Researchers at Boston Children's Hospital have used OpenAI's o3 reasoning model to identify new diagnoses for 18 children whose rare genetic diseases had gone unresolved by standard clinical workup. The results were published June 18 in NEJM AI, the New England Journal of Medicine's AI-focused journal.

What's new

The research team analyzed 376 pediatric patients with previously undiagnosed rare diseases. Using OpenAI o3 alongside clinician notes, patient symptom data, and curated lists of gene candidates, the system surfaced diagnoses in 18 cases that clinicians had not resolved through conventional means:

• 10 children with neurodevelopmental conditions
• 4 with neuromuscular disorders
• 2 whose conditions were linked to sudden death
• 2 with early childhood psychosis

According to OpenAI, the Boston Children's partnership has now produced more than 40 previously unsolved rare disease diagnoses using AI tools, saved 60,000 hours of clinical work, and redirected more than $7 million in labor costs to other research priorities.

Context

Boston Children's is among the world's leading pediatric research hospitals and has been pursuing AI-assisted genetic diagnosis for several years. The diagnostic challenge in rare disease is particularly steep: many conditions affect fewer than a few hundred patients globally, making it nearly impossible for any individual clinician to maintain comprehensive knowledge. Rare diseases collectively affect an estimated 300 million people worldwide, and the majority are genetic in origin.

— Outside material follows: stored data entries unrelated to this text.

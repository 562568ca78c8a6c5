use crate::error::ConvertError;
use crate::types::{CharacteristicCols, Extraction, FlatRow, Profile, RawRecord};
use chrono::{Local, LocalResult, TimeZone};
use serde_json::Value;

/// Sentinel for a timestamp that cannot be decoded.
const NOT_AVAILABLE: &str = "N/A";

/// Flattens raw export records into tabular rows.
pub struct RecordExtractor {
    profile: Profile,
}

impl RecordExtractor {
    pub fn new(profile: Profile) -> Self {
        RecordExtractor { profile }
    }

    /// Flatten every record, in input order.
    ///
    /// Produces exactly one row per record. A record whose `value` payload
    /// is not valid JSON fails the whole run; field-level oddities inside a
    /// well-formed payload only degrade that field to its default.
    pub fn extract(&self, records: &[RawRecord]) -> Result<Extraction, ConvertError> {
        let mut out = Extraction::default();
        for (index, record) in records.iter().enumerate() {
            let row = self
                .flatten(record)
                .map_err(|source| ConvertError::RecordPayload { index, source })?;
            out.width = out.width.max(row.characteristics.len());
            out.rows.push(row);
        }
        Ok(out)
    }

    fn flatten(&self, record: &RawRecord) -> Result<FlatRow, serde_json::Error> {
        // A missing payload reads as an empty document, not an error.
        let doc: Value = match record.value.as_deref() {
            Some(raw) => serde_json::from_str(raw)?,
            None => Value::Object(Default::default()),
        };

        let missing = self.profile.missing_text();
        let attributes = list_field(&doc, "attributes");

        let mut row = FlatRow {
            date: timestamp_to_display(record.timestamp.as_ref()),
            full_name: record
                .key
                .clone()
                .unwrap_or_else(|| missing.to_string()),
            doc_type: text_field(&doc, "type", missing),
            name: text_field(&doc, "name", missing),
            revision: text_field(&doc, "revision", missing),
            maturity: attribute_text(attributes, "current", missing),
            project: attribute_text(attributes, "project", missing),
            ads_name: nested_text(&doc, "ads", "name", missing),
            label: text_field(&doc, "label", missing),
            ind_name: nested_text(&doc, "ind", "name", missing),
            correction: attribute_int(
                attributes,
                "BIB_Correction",
                self.profile.missing_correction(),
            ),
            confidentiality: attribute_text(attributes, "BIB_Confidentiality", missing),
            characteristics: Vec::new(),
        };

        if self.profile.expands_characteristics() {
            for characteristic in list_field(&doc, "characteristics") {
                row.characteristics.push(CharacteristicCols {
                    id: text_field(characteristic, "characteristicId", ""),
                    identifier: text_field(characteristic, "identifier", ""),
                    category: text_field(characteristic, "characteristicCategory", ""),
                });
            }
            // Rows must never carry raw line breaks into the table.
            for cell in row.cells_mut() {
                scrub_newlines(cell);
            }
        }

        Ok(row)
    }
}

/// Format a UNIX timestamp (seconds, string or number) as a local date-time.
///
/// Cannot fail: anything that does not decode to a representable instant
/// yields the "N/A" sentinel instead.
pub fn timestamp_to_display(raw: Option<&Value>) -> String {
    let seconds = match raw {
        Some(Value::Number(n)) => n.as_f64(),
        Some(Value::String(s)) => s.trim().parse::<f64>().ok(),
        _ => None,
    };
    let Some(seconds) = seconds.filter(|s| s.is_finite()) else {
        return NOT_AVAILABLE.to_string();
    };

    let whole = seconds.floor();
    let nanos = ((seconds - whole) * 1e9) as u32;
    match Local.timestamp_opt(whole as i64, nanos) {
        LocalResult::Single(dt) | LocalResult::Ambiguous(dt, _) => {
            dt.format("%Y-%m-%d %H:%M:%S").to_string()
        }
        LocalResult::None => NOT_AVAILABLE.to_string(),
    }
}

/// Render a JSON scalar as cell text; null comes out empty, and the odd
/// non-scalar falls back to its compact JSON form.
fn scalar_text(value: &Value) -> String {
    match value {
        Value::Null => String::new(),
        Value::Bool(b) => b.to_string(),
        Value::Number(n) => n.to_string(),
        Value::String(s) => s.clone(),
        other => other.to_string(),
    }
}

/// Text at `key`, or `default` when the key is absent.
fn text_field(doc: &Value, key: &str, default: &str) -> String {
    match doc.get(key) {
        Some(value) => scalar_text(value),
        None => default.to_string(),
    }
}

/// Text at `outer.inner`, defaulting when either level is absent or not an
/// object.
fn nested_text(doc: &Value, outer: &str, inner: &str, default: &str) -> String {
    match doc.get(outer).and_then(|v| v.get(inner)) {
        Some(value) => scalar_text(value),
        None => default.to_string(),
    }
}

/// The array at `key`, or an empty slice when absent or not an array.
fn list_field<'a>(doc: &'a Value, key: &str) -> &'a [Value] {
    doc.get(key)
        .and_then(Value::as_array)
        .map(Vec::as_slice)
        .unwrap_or(&[])
}

/// First element of `Value` on the first attribute whose `name` matches.
///
/// Linear scan so an earlier duplicate wins over a later one; a match
/// without a usable first element is treated as absent.
fn attribute_value<'a>(attributes: &'a [Value], name: &str) -> Option<&'a Value> {
    attributes
        .iter()
        .find(|attr| attr.get("name").and_then(Value::as_str) == Some(name))
        .and_then(|attr| attr.get("Value"))
        .and_then(|values| values.get(0))
}

fn attribute_text(attributes: &[Value], name: &str, default: &str) -> String {
    match attribute_value(attributes, name) {
        Some(value) => scalar_text(value),
        None => default.to_string(),
    }
}

/// Integer-coerced attribute. A value that does not parse as an integer
/// degrades to `default` for this field only; it never fails the record.
fn attribute_int(attributes: &[Value], name: &str, default: &str) -> String {
    let Some(value) = attribute_value(attributes, name) else {
        return default.to_string();
    };
    let parsed = match value {
        Value::Number(n) => n.as_i64(),
        Value::String(s) => s.trim().parse::<i64>().ok(),
        _ => None,
    };
    match parsed {
        Some(n) => n.to_string(),
        None => default.to_string(),
    }
}

/// Replace embedded line breaks with single spaces.
fn scrub_newlines(text: &mut String) {
    if text.contains(['\n', '\r']) {
        *text = text.replace("\r\n", " ").replace(['\n', '\r'], " ");
    }
}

OpenAI's o3 model, which uses extended chain-of-thought reasoning, is well-suited to this type of structured medical reasoning: cross-referencing patient phenotype data against a large space of possible genetic etiologies, ranking candidates, and flagging diagnostic hypotheses for physician review. The model does not issue diagnoses autonomously — it surfaces candidates that the research team then evaluates.

Why it matters

The publication in NEJM AI gives this work significant scientific weight — NEJM is among the most selective journals in medicine, and placement there signals the research team met rigorous peer review standards for clinical AI evaluation.

Beyond the immediate diagnostic outcomes, the 18 new diagnoses represent a ceiling-lift, not a speedup. These were cases where the diagnostic answer was out of reach, not merely slow to arrive. That distinction matters: AI tools that find answers clinicians couldn't reach independently open qualitatively new capabilities in clinical medicine, rather than just accelerating existing workflows.

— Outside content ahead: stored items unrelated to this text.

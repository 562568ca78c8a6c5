//! # exportflat - flatten key/value export dumps into CSV
//!
//! A one-shot batch converter for semi-structured export files: a JSON
//! array of records, each pairing a `key`, a `timestamp`, and a
//! JSON-encoded `value` payload, is flattened into a single CSV table
//! written next to the input file.
//!
//! ## Modules
//!
//! - **types**: raw records, flattened rows, and the output `Profile`
//! - **extractor**: record flattening and the schema-width computation
//! - **writer**: header unification, row padding, CSV serialization
//! - **error**: the failure taxonomy with documented exit codes
//!
//! ## Quick Start
//!
//! ```rust
//! use exportflat::{Profile, RawRecord, RecordExtractor};
//! use serde_json::json;
//!
//! let records: Vec<RawRecord> = serde_json::from_value(json!([
//!     {"key": "A-100", "value": r#"{"type":"doc"}"#, "timestamp": 0}
//! ]))
//! .unwrap();
//!
//! let extraction = RecordExtractor::new(Profile::Standard)
//!     .extract(&records)
//!     .unwrap();
//!
//! assert_eq!(extraction.rows[0].full_name, "A-100");
//! assert_eq!(extraction.rows[0].doc_type, "doc");
//! ```

use std::fs;
use std::path::{Path, PathBuf};

pub mod error;
pub mod extractor;
pub mod types;
pub mod writer;

// Re-export commonly used types for convenience
pub use error::{ConvertError, EXIT_NO_DATA};
pub use extractor::{timestamp_to_display, RecordExtractor};
pub use types::{CharacteristicCols, Extraction, FlatRow, Profile, RawRecord, FIXED_COLUMNS};
pub use writer::{output_path_for, CsvTableWriter};

/// What a completed run produced.
#[derive(Debug, Clone, PartialEq, Eq)]
pub enum Outcome {
    /// The table was written to this path.
    Written(PathBuf),
    /// The input held no records; nothing was written.
    NoData,
}

/// Main entry point: read the export at `input`, flatten every record, and
/// write the CSV table next to it.
///
/// The whole input is decoded in one pass before anything is written; an
/// empty record array produces [`Outcome::NoData`] and no output file.
pub fn convert_file(input: &Path, profile: Profile) -> Result<Outcome, ConvertError> {
    if !input.is_file() {
        return Err(ConvertError::MissingInput(input.to_path_buf()));
    }

    let text = fs::read_to_string(input).map_err(|source| ConvertError::Read {
        path: input.to_path_buf(),
        source,
    })?;
    let records: Vec<RawRecord> =
        serde_json::from_str(&text).map_err(|source| ConvertError::Decode {
            path: input.to_path_buf(),
            source,
        })?;

    let extraction = RecordExtractor::new(profile).extract(&records)?;
    if extraction.rows.is_empty() {
        return Ok(Outcome::NoData);
    }

    let path = writer::write_table_file(input, &extraction)?;
    Ok(Outcome::Written(path))
}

The combination of o3's extended reasoning with structured genomic analysis pipelines may serve as a template for other rare disease programs at academic medical centers. If the approach generalizes, it could substantially reduce the median time to diagnosis — currently measured in years for many rare genetic conditions — for patients and families who often exhaust conventional options before an answer arrives.